**EXERCISE DETAILS:** Using the records below, quote only the span that opens with the line containing "repository 1a46325b691eddaf" and closes with the line containing "domains it targeted.", exactly and inclusively.

-- PROVIDED DATA follows --

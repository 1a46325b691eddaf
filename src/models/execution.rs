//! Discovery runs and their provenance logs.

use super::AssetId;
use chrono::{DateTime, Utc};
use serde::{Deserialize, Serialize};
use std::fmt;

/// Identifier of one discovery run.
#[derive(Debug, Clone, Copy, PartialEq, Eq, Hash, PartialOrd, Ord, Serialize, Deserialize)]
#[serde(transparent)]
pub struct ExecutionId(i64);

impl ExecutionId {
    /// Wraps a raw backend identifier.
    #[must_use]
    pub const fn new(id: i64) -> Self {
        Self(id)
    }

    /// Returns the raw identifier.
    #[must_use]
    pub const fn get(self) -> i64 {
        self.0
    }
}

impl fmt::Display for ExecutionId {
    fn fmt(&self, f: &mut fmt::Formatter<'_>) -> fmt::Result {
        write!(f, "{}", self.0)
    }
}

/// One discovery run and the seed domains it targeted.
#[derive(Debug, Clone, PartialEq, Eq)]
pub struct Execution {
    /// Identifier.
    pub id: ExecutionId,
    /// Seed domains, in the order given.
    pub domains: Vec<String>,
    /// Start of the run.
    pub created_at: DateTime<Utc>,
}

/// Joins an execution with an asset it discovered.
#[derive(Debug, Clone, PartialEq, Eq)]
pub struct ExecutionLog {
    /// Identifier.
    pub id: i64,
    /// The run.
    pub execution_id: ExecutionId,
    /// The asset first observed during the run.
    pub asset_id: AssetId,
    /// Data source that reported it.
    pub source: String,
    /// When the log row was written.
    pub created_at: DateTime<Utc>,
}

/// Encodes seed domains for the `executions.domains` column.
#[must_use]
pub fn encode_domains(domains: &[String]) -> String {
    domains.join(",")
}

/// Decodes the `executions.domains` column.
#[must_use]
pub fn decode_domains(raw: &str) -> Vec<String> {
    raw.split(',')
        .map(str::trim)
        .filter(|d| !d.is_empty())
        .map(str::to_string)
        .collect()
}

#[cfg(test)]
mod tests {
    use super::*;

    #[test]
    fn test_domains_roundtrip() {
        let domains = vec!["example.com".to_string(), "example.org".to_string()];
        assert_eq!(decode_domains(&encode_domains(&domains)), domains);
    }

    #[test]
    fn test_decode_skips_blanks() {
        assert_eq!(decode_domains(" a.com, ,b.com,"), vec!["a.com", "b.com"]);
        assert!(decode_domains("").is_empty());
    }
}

-- PROVIDED DATA concluded --
-- PROVIDED DATA follows --

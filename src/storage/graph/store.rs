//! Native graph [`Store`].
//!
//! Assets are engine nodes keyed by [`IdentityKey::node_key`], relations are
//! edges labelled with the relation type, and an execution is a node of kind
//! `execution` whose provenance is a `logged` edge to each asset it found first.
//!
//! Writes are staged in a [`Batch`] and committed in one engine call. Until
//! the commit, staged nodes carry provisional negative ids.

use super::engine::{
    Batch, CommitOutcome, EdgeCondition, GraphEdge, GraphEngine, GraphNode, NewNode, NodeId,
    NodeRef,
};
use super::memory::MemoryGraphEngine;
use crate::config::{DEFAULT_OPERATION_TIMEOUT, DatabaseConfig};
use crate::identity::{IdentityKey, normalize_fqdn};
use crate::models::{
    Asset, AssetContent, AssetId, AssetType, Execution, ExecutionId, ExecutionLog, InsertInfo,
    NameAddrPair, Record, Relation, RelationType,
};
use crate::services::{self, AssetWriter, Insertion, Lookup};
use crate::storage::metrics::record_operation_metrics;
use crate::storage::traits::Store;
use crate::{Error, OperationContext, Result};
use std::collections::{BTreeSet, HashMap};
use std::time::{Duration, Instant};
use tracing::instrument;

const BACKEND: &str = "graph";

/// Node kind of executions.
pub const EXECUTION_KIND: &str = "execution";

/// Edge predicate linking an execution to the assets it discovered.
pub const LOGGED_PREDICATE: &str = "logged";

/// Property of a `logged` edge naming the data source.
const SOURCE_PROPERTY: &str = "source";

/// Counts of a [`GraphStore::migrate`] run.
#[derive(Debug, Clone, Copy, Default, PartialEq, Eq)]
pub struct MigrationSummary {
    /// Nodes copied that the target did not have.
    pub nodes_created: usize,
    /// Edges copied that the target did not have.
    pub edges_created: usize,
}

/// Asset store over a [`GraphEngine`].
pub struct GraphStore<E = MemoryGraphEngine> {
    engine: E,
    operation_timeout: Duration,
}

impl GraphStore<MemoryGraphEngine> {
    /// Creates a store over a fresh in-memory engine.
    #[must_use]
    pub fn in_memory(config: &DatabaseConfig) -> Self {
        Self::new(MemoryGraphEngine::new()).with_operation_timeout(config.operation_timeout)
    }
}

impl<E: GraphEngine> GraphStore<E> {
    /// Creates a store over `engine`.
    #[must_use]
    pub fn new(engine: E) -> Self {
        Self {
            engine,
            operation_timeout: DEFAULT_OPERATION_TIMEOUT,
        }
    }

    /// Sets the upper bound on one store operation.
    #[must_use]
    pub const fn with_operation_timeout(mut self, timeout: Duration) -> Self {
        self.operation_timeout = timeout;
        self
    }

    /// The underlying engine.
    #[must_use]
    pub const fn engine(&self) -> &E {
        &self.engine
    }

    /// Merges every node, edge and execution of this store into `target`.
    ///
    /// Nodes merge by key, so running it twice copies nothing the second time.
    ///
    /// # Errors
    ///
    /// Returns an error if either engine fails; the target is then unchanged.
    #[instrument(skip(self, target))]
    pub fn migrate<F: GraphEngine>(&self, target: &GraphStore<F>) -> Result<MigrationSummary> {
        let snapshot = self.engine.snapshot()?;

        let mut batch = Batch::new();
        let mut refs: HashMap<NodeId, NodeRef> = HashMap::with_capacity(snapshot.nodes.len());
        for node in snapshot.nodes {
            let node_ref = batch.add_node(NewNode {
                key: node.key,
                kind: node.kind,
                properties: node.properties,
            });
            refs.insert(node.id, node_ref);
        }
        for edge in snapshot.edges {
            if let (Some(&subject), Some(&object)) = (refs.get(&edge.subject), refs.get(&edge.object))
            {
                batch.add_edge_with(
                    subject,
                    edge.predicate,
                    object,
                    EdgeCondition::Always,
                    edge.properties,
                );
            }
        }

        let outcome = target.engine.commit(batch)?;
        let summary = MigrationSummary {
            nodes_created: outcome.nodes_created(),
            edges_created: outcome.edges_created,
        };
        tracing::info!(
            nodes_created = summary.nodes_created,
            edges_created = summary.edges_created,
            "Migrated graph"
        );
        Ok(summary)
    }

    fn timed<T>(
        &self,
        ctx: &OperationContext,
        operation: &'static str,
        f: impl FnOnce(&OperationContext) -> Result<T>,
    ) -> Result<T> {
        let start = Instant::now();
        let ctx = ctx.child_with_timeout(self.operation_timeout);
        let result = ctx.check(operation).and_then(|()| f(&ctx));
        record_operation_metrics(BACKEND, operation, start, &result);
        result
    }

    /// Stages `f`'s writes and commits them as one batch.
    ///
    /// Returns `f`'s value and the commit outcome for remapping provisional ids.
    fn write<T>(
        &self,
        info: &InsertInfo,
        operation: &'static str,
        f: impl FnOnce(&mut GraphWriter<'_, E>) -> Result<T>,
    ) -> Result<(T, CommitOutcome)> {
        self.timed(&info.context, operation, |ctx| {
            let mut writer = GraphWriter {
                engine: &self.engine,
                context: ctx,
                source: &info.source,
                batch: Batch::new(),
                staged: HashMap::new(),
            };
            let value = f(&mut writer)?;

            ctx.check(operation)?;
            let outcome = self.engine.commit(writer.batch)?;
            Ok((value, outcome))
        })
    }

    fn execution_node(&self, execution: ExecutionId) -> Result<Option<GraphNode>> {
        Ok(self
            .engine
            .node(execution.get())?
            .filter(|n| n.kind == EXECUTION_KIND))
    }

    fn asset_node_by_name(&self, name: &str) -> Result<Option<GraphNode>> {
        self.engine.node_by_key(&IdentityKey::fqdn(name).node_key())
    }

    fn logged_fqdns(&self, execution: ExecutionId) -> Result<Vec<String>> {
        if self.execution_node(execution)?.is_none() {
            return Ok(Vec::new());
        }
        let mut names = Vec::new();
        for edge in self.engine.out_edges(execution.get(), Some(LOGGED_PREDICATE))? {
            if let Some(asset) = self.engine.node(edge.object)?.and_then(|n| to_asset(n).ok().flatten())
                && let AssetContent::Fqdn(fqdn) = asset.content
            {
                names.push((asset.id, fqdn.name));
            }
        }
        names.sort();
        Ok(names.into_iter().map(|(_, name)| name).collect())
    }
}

-- PROVIDED DATA concluded --
-- PROVIDED DATA follows --

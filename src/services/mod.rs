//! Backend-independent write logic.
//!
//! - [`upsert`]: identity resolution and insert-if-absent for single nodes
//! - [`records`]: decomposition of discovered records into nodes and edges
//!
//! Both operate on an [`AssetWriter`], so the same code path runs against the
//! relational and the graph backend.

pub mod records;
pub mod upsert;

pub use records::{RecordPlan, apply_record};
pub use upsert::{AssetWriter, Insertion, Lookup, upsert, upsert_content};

-- PROVIDED DATA concluded --

**RESPONSE BOX:**
repository 1a46325b691eddaf
filename src/models/execution.rs
//! Discovery runs and their provenance logs.

use super::AssetId;
use chrono::{DateTime, Utc};
use serde::{Deserialize, Serialize};
use std::fmt;

/// Identifier of one discovery run.
#[derive(Debug, Clone, Copy, PartialEq, Eq, Hash, PartialOrd, Ord, Serialize, Deserialize)]
#[serde(transparent)]
pub struct ExecutionId(i64);

impl ExecutionId {
    /// Wraps a raw backend identifier.
    #[must_use]
    pub const fn new(id: i64) -> Self {
        Self(id)
    }

    /// Returns the raw identifier.
    #[must_use]
    pub const fn get(self) -> i64 {
        self.0
    }
}

impl fmt::Display for ExecutionId {
    fn fmt(&self, f: &mut fmt::Formatter<'_>) -> fmt::Result {
        write!(f, "{}", self.0)
    }
}

/// One discovery run and the seed domains it targeted.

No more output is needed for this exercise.